Another obstacle: The quarterly results won’t get the same revenue lift generated during the pandemic. Given those hurdles, Bank of Nova Scotia analyst Meny Grauman reversed his late July “tactical trade” call in which he said banks had a chance to start closing their performance gap with life insurers and their U.S. peers. 

“Events over the last two weeks now suggest that this window of opportunity may have closed even before it really opened,” Grauman wrote in an Aug. 18 note.

Grauman, who holds a bearish view on the banks if inflation doesn’t slow enough to warrant rate cuts next year, also flagged recent credit downgrades on small and midsize U.S. banks as another drag on sentiment. 

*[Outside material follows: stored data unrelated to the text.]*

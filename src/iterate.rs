//! Hierarchical id traversal.
//!
//! Enumerates every record id under a target collection node, across every
//! concrete ancestor path that can contain one — the only way to walk a
//! subtree when no index exists to drive the scan (e.g. a full index
//! rebuild). Ancestor collections are read during construction to discover
//! the concrete paths; the target-level shards are read lazily, one batch
//! per call.
//!
//! Cursor state is an explicit list of leaf shard cursors plus an index
//! into it, so the traversal is inspectable and never re-runs I/O already
//! performed. The sequence is finite, depth-first deterministic for a
//! single invocation, and not restartable. There is no snapshot isolation:
//! ids inserted mid-traversal into an already-visited shard are missed, and
//! removals from a not-yet-visited shard are observed.

use tracing::debug;

use crate::allids::{get_all_ids_shard_names, read_shard_ids};
use crate::datastore::DataStore;
use crate::error::Result;
use crate::hierarchy::{query, Hierarchy};
use crate::keys::join_key;

/// One traversal step: the ids of a single shard, tagged with the concrete
/// collection they belong to. Batches may be empty.
#[derive(Debug, Clone, PartialEq)]
pub struct IdBatch {
    pub collection_key: String,
    pub ids: Vec<String>,
}

/// Per-collection-instance shard cursor: the leaf unit of the traversal.
#[derive(Debug)]
struct ShardLeaf {
    collection_key: String,
    shard_keys: Vec<String>,
    next_shard: usize,
}

/// Pull-based cursor over every id batch under a target collection node.
/// Obtained from [`get_all_ids_iterator`].
pub struct HierarchicalIdIterator<'a> {
    store: &'a dyn DataStore,
    leaves: Vec<ShardLeaf>,
    current_leaf: usize,
}

impl<'a> HierarchicalIdIterator<'a> {
    /// Advance one shard: returns the next batch, or `None` once every
    /// shard of every leaf has been visited exactly once.
    pub async fn next_batch(&mut self) -> Result<Option<IdBatch>> {
        while self.current_leaf < self.leaves.len() {
            let leaf = &mut self.leaves[self.current_leaf];
            if leaf.next_shard == leaf.shard_keys.len() {
                self.current_leaf += 1;
                continue;
            }
            let shard_key = leaf.shard_keys[leaf.next_shard].clone();
            leaf.next_shard += 1;

            let ids = read_shard_ids(self.store, &shard_key).await?;
            return Ok(Some(IdBatch {
                collection_key: leaf.collection_key.clone(),
                ids,
            }));
        }
        Ok(None)
    }

    /// Drain the remaining batches into one list.
    pub async fn collect_batches(mut self) -> Result<Vec<IdBatch>> {
        let mut batches = Vec::new();
        while let Some(batch) = self.next_batch().await? {
            batches.push(batch);
        }
        Ok(batches)
    }
}

/// Build the traversal for a target collection, addressed by concrete
/// instance key or schema node key.
///
/// Walks the ancestor collection chain shallow-to-deep: at each level above
/// the target, every shard of the concrete collection instance is read and
/// each id found opens a child scope `parentRecordKey/childCollectionName`;
/// at the target level a leaf shard cursor is emitted instead.
pub async fn get_all_ids_iterator<'a>(
    hierarchy: &Hierarchy,
    store: &'a dyn DataStore,
    collection_key_or_node_key: &str,
) -> Result<HierarchicalIdIterator<'a>> {
    let target = query::collection_node_by_key_or_node_key(hierarchy, collection_key_or_node_key)?;
    let ancestors = query::ancestor_collections(hierarchy, target);

    // Depth-first over concrete scopes. The stack is LIFO, so child scopes
    // are pushed in reverse to visit ids in their stored order.
    struct Scope {
        parent_record_key: String,
        level: usize,
    }

    let mut leaves: Vec<ShardLeaf> = Vec::new();
    let mut stack = vec![Scope {
        parent_record_key: String::new(),
        level: 0,
    }];

    while let Some(scope) = stack.pop() {
        let node = ancestors[scope.level];
        let collection_key = join_key([scope.parent_record_key.as_str(), node.name.as_str()]);
        let shard_keys = get_all_ids_shard_names(hierarchy, &collection_key)?;

        if scope.level == ancestors.len() - 1 {
            leaves.push(ShardLeaf {
                collection_key,
                shard_keys,
                next_shard: 0,
            });
            continue;
        }

        let mut ids = Vec::new();
        for shard_key in &shard_keys {
            ids.extend(read_shard_ids(store, shard_key).await?);
        }
        for id in ids.iter().rev() {
            stack.push(Scope {
                parent_record_key: join_key([collection_key.as_str(), id.as_str()]),
                level: scope.level + 1,
            });
        }
    }

    debug!(
        target = %target.node_key,
        leaves = leaves.len(),
        "built hierarchical id traversal"
    );
    Ok(HierarchicalIdIterator {
        store,
        leaves,
        current_leaf: 0,
    })
}
//! Key/folder datastore abstraction.
//!
//! Everything the engine persists goes through this trait: whole-file loads
//! and whole-file overwrites addressed by slash-joined keys. The store is
//! expected to give read-your-writes consistency per key; there are no
//! multi-key transactions, so callers that need atomicity across keys must
//! layer it themselves (see the mutation gate).
//!
//! Two implementations ship with the crate: [`memory::MemoryDataStore`]
//! (test double, everything in a map) and [`local::LocalDataStore`]
//! (keys mapped onto a base directory via `tokio::fs`).

pub mod local;
pub mod memory;

use async_trait::async_trait;
use serde::de::DeserializeOwned;
use serde::Serialize;

use crate::error::Result;

pub use local::LocalDataStore;
pub use memory::MemoryDataStore;

/// Abstract key-addressed store. Keys are canonical slash-joined paths
/// (see [`crate::keys`]).
#[async_trait]
pub trait DataStore: Send + Sync {
    /// True if a file or folder exists at `key`.
    async fn exists(&self, key: &str) -> Result<bool>;

    /// Create a folder. Creating a folder that already exists is a no-op.
    async fn create_folder(&self, key: &str) -> Result<()>;

    /// Create a file with the given content. Fails with `KeyExists` if the
    /// key is already taken.
    async fn create_file(&self, key: &str, content: &str) -> Result<()>;

    /// Load a whole file. Fails with `KeyNotFound` if absent.
    async fn load_file(&self, key: &str) -> Result<String>;

    /// Overwrite a whole file. Fails with `KeyNotFound` if absent.
    async fn update_file(&self, key: &str, content: &str) -> Result<()>;

    /// Delete a file. Fails with `KeyNotFound` if absent.
    async fn delete_file(&self, key: &str) -> Result<()>;
}

/// Create a structured document at `key`. Fails if the key exists.
pub async fn create_json<T: Serialize + Sync>(
    store: &dyn DataStore,
    key: &str,
    doc: &T,
) -> Result<()> {
    let content = serde_json::to_string(doc)?;
    store.create_file(key, &content).await
}

/// Overwrite the structured document at `key`. Fails if the key is absent.
pub async fn update_json<T: Serialize + Sync>(
    store: &dyn DataStore,
    key: &str,
    doc: &T,
) -> Result<()> {
    let content = serde_json::to_string(doc)?;
    store.update_file(key, &content).await
}

/// Load and deserialize the document at `key`.
pub async fn load_json<T: DeserializeOwned>(store: &dyn DataStore, key: &str) -> Result<T> {
    let content = store.load_file(key).await?;
    Ok(serde_json::from_str(&content)?)
}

The S&P/TSX Composite Banks index bounced back Wednesday from a seven-day slump, the longest losing streak in more than two years, to gain almost 1%. Still, the gauge is down 4.6% this year, compared with a 2.4% gain on the broader benchmark and the composite insurance index’s 6.8% advance. 

At the biggest U.S. banks, better-than-expected second-quarter results raised speculation that Canadian lenders might have had similar success in their most-recent quarter, which ended July 31. But National Bank of Canada analyst Gabriel Dechaine pushed back on these hopes in an Aug. 10 note, pointing to continued pressure from funding costs, among other factors. 

The banks have cost issues — non-interest expenses grew 12% across the sector in the first half of the year, Dechaine calculated in a June 6 note. The Big Six could record restructuring charges to the tune of C$3 billion ($2.2 billion) that he expects will be recorded mostly in the fourth quarter. He also pointed to expense growth in the low-teens in the second quarter as a negative surprise he said could emerge again in the third quarter.

Rising expenses come as the banks stand to gain less revenue as capital markets and merger activity continues to slump. Royal Bank of Canada analyst Darko Mihelic lowered his core earnings expectations for Canada’s biggest banks by an average of 6% from last year for that reason. Mihelic’s team expects capital markets revenue on the banks he covers to show a 9% decline from last year.   

Not all analysts are downbeat. Market-watchers have set the bar so low that Barclays Plc analyst John Aiken made the case that banks could surpass expectations and bring an upside surprise. He raised his price targets on most of the banks this week.